The last part must be emphasised because it’s so important for my friends in the imaging channel space: “For the innovator has enemies those who have done well under the old conditions, and lukewarm defenders in those who may do well under the new.”

It’s those lukewarm defenders that really impede the innovation of an industry in disruption.

Over the last year, we’ve seen the world, in this pandemic shift to a remote workforce. When that shift happened, for the very first time in our industry’s history, our customers became aware that print equipment isn’t quite as important as they thought it might have been.

And it’s in that awareness that sparks innovation. Not only innovation from within but innovation from without.

Any time your customers decide to take a different path, the industry has to be on that path with them or they will, in fact, collapse.

The Automobile and the Horse

Feeling Disrupted? There's More AheadThe automobile was invented in the late 1800s. It took a long time to get that automobile up and running and going before it was filling up the streets.

But you know what? What if this happened? Imagine, if you will with me, that in the early 1900s, there was a horse pandemic and all the horses had to be quarantined. And despite all the horses that had to be quarantined the people still had to get from point A to point B. But they didn’t have the horse anymore. The automobile was there. Maybe they were procrastinating over that automobile. Maybe they didn’t have the money to buy that automobile. But they’re forced into it. They got to do it. They buy the automobile.

And let’s just say a year later, the pandemic for the horses is over and all the horses are released from the barns. Do we honestly believe, that the people that got the car are going to trade that car in and get back on their horse?

Ladies and gentlemen, that’s where our industry is today.

Our users, for the very first time, have gotten an awareness—not that they don’t need to print as much—but an awareness that there are other ways to do business without printing the page. Think about that.

How many applications have been moved to the cloud? How many people are moving documents between each other and keeping them behind glass? More and more. Feeling Disrupted? There’s More Ahead

A4 Revolution

We talk about workflows in our industries. You know what? The biggest disruption to workflow is simple. It’s to have to stop and scan something or print it. That’s a disruption to workflow. People try to eliminate disruptions.

I’m not saying that we’re never going to print anymore. I’m not saying that you’re not going to put supplies in those printers. But what I’m saying is this: the volumes are going to decline. They’re going to decline massively. Not only are the volumes going to decline, but the way we deliver the equipment to the end-user is going to change and it’s going to change drastically.

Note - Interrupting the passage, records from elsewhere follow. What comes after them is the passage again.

//! `mcpz`: manage MCP servers, toolboxes, plugins and skills, and run a
//! selection of them behind one composed MCP endpoint on stdio.

mod commands;
mod run;

use clap::{Args, Parser, Subcommand};
use commands::Context;
use mcpz_config::McpzHome;
use std::path::PathBuf;
use tracing_subscriber::EnvFilter;

#[derive(Parser)]
#[command(name = "mcpz", version, about = "mcpz — MCP server manager")]
struct Cli {
    /// Data directory holding config.json and instances.json (overrides MCPZ_HOME)
    #[arg(long, global = true)]
    home: Option<PathBuf>,

    /// Emit logs as JSON
    #[arg(long, global = true)]
    log_json: bool,

    #[command(subcommand)]
    command: Commands,
}

#[derive(Subcommand)]
enum Commands {
    /// Manage builtin servers
    Server {
        #[command(subcommand)]
        action: ServerAction,
    },
    /// Manage toolboxes (named server sets)
    Toolbox {
        #[command(subcommand)]
        action: ToolboxAction,
    },
    /// Manage plugins
    Plugin {
        #[command(subcommand)]
        action: PluginAction,
    },
    /// Manage skills
    Skill {
        #[command(subcommand)]
        action: SkillAction,
    },
    /// Launch servers and serve their tools on stdio
    Run(RunArgs),
    /// Inspect and clean up launched instances
    Instances {
        #[command(subcommand)]
        action: InstancesAction,
    },
}

#[derive(Subcommand)]
enum ServerAction {
    /// List builtin servers
    List,
    /// Add a builtin server
    Add {
        name: String,
        /// Executable to launch
        #[arg(long)]
        command: String,
        /// Argument passed to the command (repeatable)
        #[arg(long = "arg", allow_hyphen_values = true)]
        args: Vec<String>,
        /// Environment override as KEY=VALUE (repeatable)
        #[arg(long = "env", value_parser = parse_env)]
        env: Vec<(String, String)>,
        /// Loopback port the server listens on
        #[arg(long)]
        port: Option<u16>,
    },
    /// Remove a builtin server
    Remove { name: String },
}

#[derive(Subcommand)]
enum ToolboxAction {
    /// List toolboxes and their members
    List,
    /// Create a toolbox
    Create { name: String, members: Vec<String> },
    /// Delete a toolbox
    Delete { name: String },
    /// Add a server to a toolbox
    Add { name: String, member: String },
    /// Remove a server from a toolbox
    Remove { name: String, member: String },
}

#[derive(Subcommand)]
enum PluginAction {
    /// List known plugins
    List,
    /// Scan for installed plugins and record them
    Discover,
    /// Enable a plugin
    Enable { id: String },
    /// Disable a plugin without uninstalling it
    Disable { id: String },
    /// Install a plugin from the package registry
    Install { id: String },
    /// Uninstall a plugin
    Uninstall { id: String },
}

#[derive(Subcommand)]
enum SkillAction {
    /// List known skills
    List,
    /// Scan for installed skills and record them
    Discover,
    /// Enable a skill
    Enable { id: String },
    /// Disable a skill
    Disable { id: String },
    /// Fetch a skill from the skills registry
    Install { id: String },
    /// Remove a fetched skill
    Uninstall { id: String },
}

#[derive(Args)]
struct RunArgs {
    /// Servers to run
    servers: Vec<String>,
    /// Toolbox to run (repeatable)
    #[arg(long = "toolbox", short = 't')]
    toolboxes: Vec<String>,
    /// Only advertise these tools (`tool` or `server/tool`, comma separated)
    #[arg(long, value_delimiter = ',')]
    tools: Vec<String>,
    /// Only take servers from these plugins (comma separated)
    #[arg(long, value_delimiter = ',')]
    plugins: Vec<String>,
    /// Only take tools from these skills (comma separated)
    #[arg(long, value_delimiter = ',')]
    skills: Vec<String>,
    /// Protocol version the endpoint speaks
    #[arg(long, default_value = mcpz_mcp::dialect::CURRENT_PROTOCOL_VERSION)]
    protocol: String,
    /// Print the resolved plan and exit without launching
    #[arg(long)]
    dry_run: bool,
}

#[derive(Subcommand)]
enum InstancesAction {
    /// List recorded instances
    List,
    /// Stop an instance
    Stop { id: String },
    /// Reclaim instances whose process is gone
    Reconcile,
}

fn parse_env(raw: &str) -> Result<(String, String), String> {
    match raw.split_once('=') {
        Some((key, value)) if !key.trim().is_empty() => {
            Ok((key.trim().to_string(), value.to_string()))
        }
        _ => Err(format!("expected KEY=VALUE, got '{raw}'")),
    }
}

fn init_tracing(json: bool) {
    // stdout carries the MCP stream during `run`
    let builder = tracing_subscriber::fmt()
        .with_env_filter(
            EnvFilter::try_from_default_env().unwrap_or_else(|_| EnvFilter::new("info")),
        )
        .with_writer(std::io::stderr);
    if json {
        builder.json().init();
    } else {
        builder.init();
    }
}

#[tokio::main]
async fn main() -> anyhow::Result<()> {
    let cli = Cli::parse();
    init_tracing(cli.log_json);

    let home = match cli.home {
        Some(root) => McpzHome::new(root),
        None => McpzHome::from_env()?,
    };
    let ctx = Context::new(home);

    match cli.command {
        Commands::Server { action } => commands::server(&ctx, action).await,
        Commands::Toolbox { action } => commands::toolbox(&ctx, action).await,
        Commands::Plugin { action } => commands::plugin(&ctx, action).await,
        Commands::Skill { action } => commands::skill(&ctx, action).await,
        Commands::Run(args) => run::run(&ctx, args).await,
        Commands::Instances { action } => commands::instances(&ctx, action).await,
    }
}

#[cfg(test)]
#[allow(clippy::unwrap_used, clippy::expect_used)]
mod tests {
    use super::*;

    #[test]
    fn test_cli_definition_is_consistent() {
        use clap::CommandFactory;
        Cli::command().debug_assert();
    }

    #[test]
    fn test_parse_env() {
        assert_eq!(
            parse_env("TOKEN=a=b").unwrap(),
            ("TOKEN".to_string(), "a=b".to_string())
        );
        assert!(parse_env("novalue").is_err());
        assert!(parse_env("=x").is_err());
    }

    #[test]
    fn test_run_arguments() {
        let cli = Cli::try_parse_from([
            "mcpz", "--home", "/tmp/h", "run", "fs", "-t", "dev", "--tools", "read,git/log",
        ])
        .unwrap();
        assert_eq!(cli.home, Some(PathBuf::from("/tmp/h")));
        let Commands::Run(args) = cli.command else {
            panic!("expected run");
        };
        assert_eq!(args.servers, ["fs"]);
        assert_eq!(args.toolboxes, ["dev"]);
        assert_eq!(args.tools, ["read", "git/log"]);
        assert_eq!(args.protocol, "2025-06-18");
        assert!(!args.dry_run);
    }

    #[test]
    fn test_server_add_arguments() {
        let cli = Cli::try_parse_from([
            "mcpz", "server", "add", "fs", "--command", "npx", "--arg", "-y", "--arg",
            "@modelcontextprotocol/server-filesystem", "--env", "ROOT=/srv", "--port", "7000",
        ])
        .unwrap();
        let Commands::Server {
            action: ServerAction::Add { name, command, args, env, port },
        } = cli.command
        else {
            panic!("expected server add");
        };
        assert_eq!(name, "fs");
        assert_eq!(command, "npx");
        assert_eq!(args, ["-y", "@modelcontextprotocol/server-filesystem"]);
        assert_eq!(env, [("ROOT".to_string(), "/srv".to_string())]);
        assert_eq!(port, Some(7000));
    }
}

There are whole industries out there built around delivering the big A3 copy machines to end-users. A whole industry. We call it the BTA-style channel.

Delivering A3 devices to end-users in offices, where the offices are closed, or the offices aren’t going to have as many people, is probably not a reality in the very, very near future.

But the A4 MFP is. There should be tremendous growth in the A4 MFP. That’s why I started the A4 revolution with my friends at Lexmark in Boston in 2018.

As I looked at the data in 2018, I saw the massive declines that are already happening—as I realized there were millions of A3 devices in the marketplace that were producing volumes of less than 5,000 pages a month. I know we are really overselling this commodity as an industry.

And the end-users would soon be aware that they don’t need to be oversold and they would buy an A4. Well guess what: that A4 revolution is on fire. Everybody’s talking about A4. They’re talking about A4 because they realize just like the end-users that the future of A3 isn’t really promising.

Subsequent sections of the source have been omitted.